Much like Ewing, Doc Barry came to the area looking for gold and procured the fine water resources of Trail Creek. Barry formed three gold mining companies yet all failed. The upshot was that Barry too went into ranching, specifically dude ranching. He would become the first person to exploit the recreation potential of Bighorn Canyon with his Cedarvale Dude Ranch.
The Cattle Queen
In 1926, writer and journalist Caroline Lockhart bought a ranch in the Dryhead area of Bighorn Canyon. She thought there would be enough time to both write and ranch. She did write a few books, but spent most of her time raising stock. She became so successful that her steers won awards at stock shows in Omaha, Nebraska. Soon Lockhart was given the title “Cattle Queen of Montana.”

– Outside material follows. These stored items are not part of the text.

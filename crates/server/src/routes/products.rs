//! Product catalog handlers.

use axum::{
    Json,
    extract::{Path, Query, State},
};
use rust_decimal::Decimal;
use serde::{Deserialize, Serialize};

use teashop_core::{Price, ProductId};

use crate::db::{ProductRepository, RepositoryError};
use crate::error::{AppError, Result};
use crate::middleware::RequireManager;
use crate::models::product::{DEFAULT_HOT_BADGE, DEFAULT_HOT_PRIORITY};
use crate::models::{Product, ProductInput};
use crate::routes::{ApiResponse, NoBody};
use crate::state::AppState;

#[derive(Debug, Deserialize)]
pub struct ListQuery {
    pub category: Option<String>,
}

#[derive(Debug, Serialize)]
pub struct ProductsBody {
    pub products: Vec<Product>,
}

#[derive(Debug, Serialize)]
pub struct ProductBody {
    pub product: Product,
}

/// Body of create and update requests.
#[derive(Debug, Default, Deserialize)]
#[serde(rename_all = "camelCase")]
pub struct ProductRequest {
    pub name: Option<String>,
    pub description: Option<String>,
    pub price: Option<Decimal>,
    pub discount_price: Option<Decimal>,
    pub image_url: Option<String>,
    pub category: Option<String>,
    pub stock: Option<i32>,
    pub has_sweetness: Option<bool>,
    pub has_ice_level: Option<bool>,
    pub is_hot: Option<bool>,
    pub hot_priority: Option<i32>,
    pub hot_badge_text: Option<String>,
}

fn non_blank(value: Option<String>) -> Option<String> {
    value
        .map(|v| v.trim().to_owned())
        .filter(|v| !v.is_empty())
}

impl TryFrom<ProductRequest> for ProductInput {
    type Error = AppError;

    fn try_from(req: ProductRequest) -> Result<Self> {
        const REQUIRED: &str = "Name, price and category are required";

        let name = non_blank(req.name).ok_or_else(|| AppError::BadRequest(REQUIRED.to_owned()))?;
        let category =
            non_blank(req.category).ok_or_else(|| AppError::BadRequest(REQUIRED.to_owned()))?;
        let price = req
            .price
            .ok_or_else(|| AppError::BadRequest(REQUIRED.to_owned()))?;
        if price <= Decimal::ZERO {
            return Err(AppError::BadRequest(
                "Price must be greater than 0".to_owned(),
            ));
        }
        let price = Price::new(price).map_err(|e| AppError::BadRequest(e.to_string()))?;

        let discount_price = req
            .discount_price
            .map(Price::new)
            .transpose()
            .map_err(|_| AppError::BadRequest("Discount price must not be negative".to_owned()))?;

        let stock = req.stock.unwrap_or(0);
        if stock < 0 {
            return Err(AppError::BadRequest("Stock must not be negative".to_owned()));
        }

        Ok(Self {
            name,
            description: non_blank(req.description),
            price,
            discount_price,
            image_url: non_blank(req.image_url),
            category,
            stock,
            has_sweetness: req.has_sweetness.unwrap_or(false),
            has_ice_level: req.has_ice_level.unwrap_or(false),
            is_hot: req.is_hot.unwrap_or(false),
            hot_priority: req.hot_priority.unwrap_or(DEFAULT_HOT_PRIORITY),
            hot_badge_text: non_blank(req.hot_badge_text)
                .unwrap_or_else(|| DEFAULT_HOT_BADGE.to_owned()),
        })
    }
}

fn product_not_found(e: RepositoryError) -> AppError {
    match e {
        RepositoryError::NotFound => AppError::NotFound("Product not found".to_owned()),
        other => other.into(),
    }
}

/// GET /api/products
///
/// # Errors
///
/// Returns `AppError::Database` if the query fails.
pub async fn index(
    State(state): State<AppState>,
    Query(query): Query<ListQuery>,
) -> Result<Json<ApiResponse<ProductsBody>>> {
    let category = non_blank(query.category).filter(|c| c != "all");
    let products = ProductRepository::new(state.pool())
        .list(category.as_deref())
        .await?;

    Ok(ApiResponse::ok(ProductsBody { products }))
}

/// GET /api/products/{id}
///
/// # Errors
///
/// 404 if the product does not exist.
pub async fn show(
    State(state): State<AppState>,
    Path(id): Path<ProductId>,
) -> Result<Json<ApiResponse<ProductBody>>> {
    let product = ProductRepository::new(state.pool())
        .get(id)
        .await?
        .ok_or_else(|| AppError::NotFound("Product not found".to_owned()))?;

    Ok(ApiResponse::ok(ProductBody { product }))
}

/// POST /api/products
///
/// # Errors
///
/// 400 if name, category or a positive price is missing.
pub async fn create(
    State(state): State<AppState>,
    RequireManager(manager): RequireManager,
    Json(req): Json<ProductRequest>,
) -> Result<Json<ApiResponse<ProductBody>>> {
    let input = ProductInput::try_from(req)?;
    let product = ProductRepository::new(state.pool()).create(&input).await?;

    tracing::info!(product_id = %product.id, manager_id = %manager.id, "Product created");
    Ok(ApiResponse::with_message(
        "Product created",
        ProductBody { product },
    ))
}

/// PUT /api/products/{id}
///
/// # Errors
///
/// 400 on invalid fields, 404 if the product does not exist.
pub async fn update(
    State(state): State<AppState>,
    RequireManager(manager): RequireManager,
    Path(id): Path<ProductId>,
    Json(req): Json<ProductRequest>,
) -> Result<Json<ApiResponse<ProductBody>>> {
    let input = ProductInput::try_from(req)?;
    let product = ProductRepository::new(state.pool())
        .update(id, &input)
        .await
        .map_err(product_not_found)?;

    tracing::info!(product_id = %product.id, manager_id = %manager.id, "Product updated");
    Ok(ApiResponse::with_message(
        "Product updated",
        ProductBody { product },
    ))
}

/// DELETE /api/products/{id}
///
/// # Errors
///
/// 404 if the product does not exist.
pub async fn delete(
    State(state): State<AppState>,
    RequireManager(manager): RequireManager,
    Path(id): Path<ProductId>,
) -> Result<Json<ApiResponse<NoBody>>> {
    ProductRepository::new(state.pool())
        .delete(id)
        .await
        .map_err(product_not_found)?;

    tracing::info!(product_id = %id, manager_id = %manager.id, "Product deleted");
    Ok(ApiResponse::message("Product deleted"))
}

#[cfg(test)]
#[allow(clippy::unwrap_used)]
mod tests {
    use super::*;

    fn request() -> ProductRequest {
        serde_json::from_value(serde_json::json!({
            "name": " 蜂蜜柠檬水 ",
            "price": 18,
            "category": "柠檬饮料",
            "imageUrl": "🍯",
            "hasSweetness": true,
        }))
        .unwrap()
    }

    #[test]
    fn test_defaults_applied() {
        let input = ProductInput::try_from(request()).unwrap();
        assert_eq!(input.name, "蜂蜜柠檬水");
        assert_eq!(input.stock, 0);
        assert!(input.has_sweetness);
        assert!(!input.has_ice_level);
        assert!(!input.is_hot);
        assert_eq!(input.hot_priority, DEFAULT_HOT_PRIORITY);
        assert_eq!(input.hot_badge_text, DEFAULT_HOT_BADGE);
        assert_eq!(input.description, None);
    }

    #[test]
    fn test_requires_name_price_category() {
        let mut req = request();
        req.name = Some("  ".to_owned());
        assert!(matches!(ProductInput::try_from(req), Err(AppError::BadRequest(_))));

        let mut req = request();
        req.category = None;
        assert!(matches!(ProductInput::try_from(req), Err(AppError::BadRequest(_))));

        let mut req = request();
        req.price = None;
        assert!(matches!(ProductInput::try_from(req), Err(AppError::BadRequest(_))));
    }

    #[test]
    fn test_rejects_non_positive_price() {
        let mut req = request();
        req.price = Some(Decimal::ZERO);
        assert!(ProductInput::try_from(req).is_err());
    }

    #[test]
    fn test_rejects_negative_stock_and_discount() {
        let mut req = request();
        req.stock = Some(-1);
        assert!(ProductInput::try_from(req).is_err());

        let mut req = request();
        req.discount_price = Some(Decimal::new(-100, 2));
        assert!(ProductInput::try_from(req).is_err());
    }

    #[test]
    fn test_accepts_string_prices() {
        let req: ProductRequest = serde_json::from_value(serde_json::json!({
            "name": "美式咖啡",
            "price": "15.00",
            "discountPrice": "12.5",
            "category": "咖啡",
            "isHot": true,
            "hotPriority": 90,
            "hotBadgeText": "新品",
        }))
        .unwrap();

        let input = ProductInput::try_from(req).unwrap();
        assert_eq!(input.price.amount(), Decimal::new(1500, 2));
        assert_eq!(input.discount_price.unwrap().amount(), Decimal::new(1250, 2));
        assert!(input.is_hot);
        assert_eq!(input.hot_priority, 90);
        assert_eq!(input.hot_badge_text, "新品");
    }
}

These stories all prove that people could live a modest and in a few cases thriving lifestyle by raising stock in this rugged area. Yet many more failed and fled from this unforgiving landscape. There voices are for the most part silent, little if anything remains of there once vibrant dreams.
The "Running Iron And Lariat"
Another group of men attempted to make their living a different way, through cattle rustling. By using what was known as the “running iron and lariat” to alter cattle brands, rustlers plied the country waiting for just the right moment to steal from the unsuspecting rancher. They hid their precious contraband in the quiet canyons and remote basins around the Bighorn. If caught they could expect little or no mercy. Frontier justice was harsh.
Even the law abiding found that there was often a different legal code in the Bighorn Canyon area. Neighbors were often at odds, alliances formed around commonly held grievances. Good fences it is often said make good neighbors. On the land in and around the canyon, the lines between ranching and rustling were often blurred.
Garvin Basin and Cattle Rustling went hand in hand at the turn of the 20th century. Though the basin seemed to be the perfect hideout, it did not escape the notice of law and justice.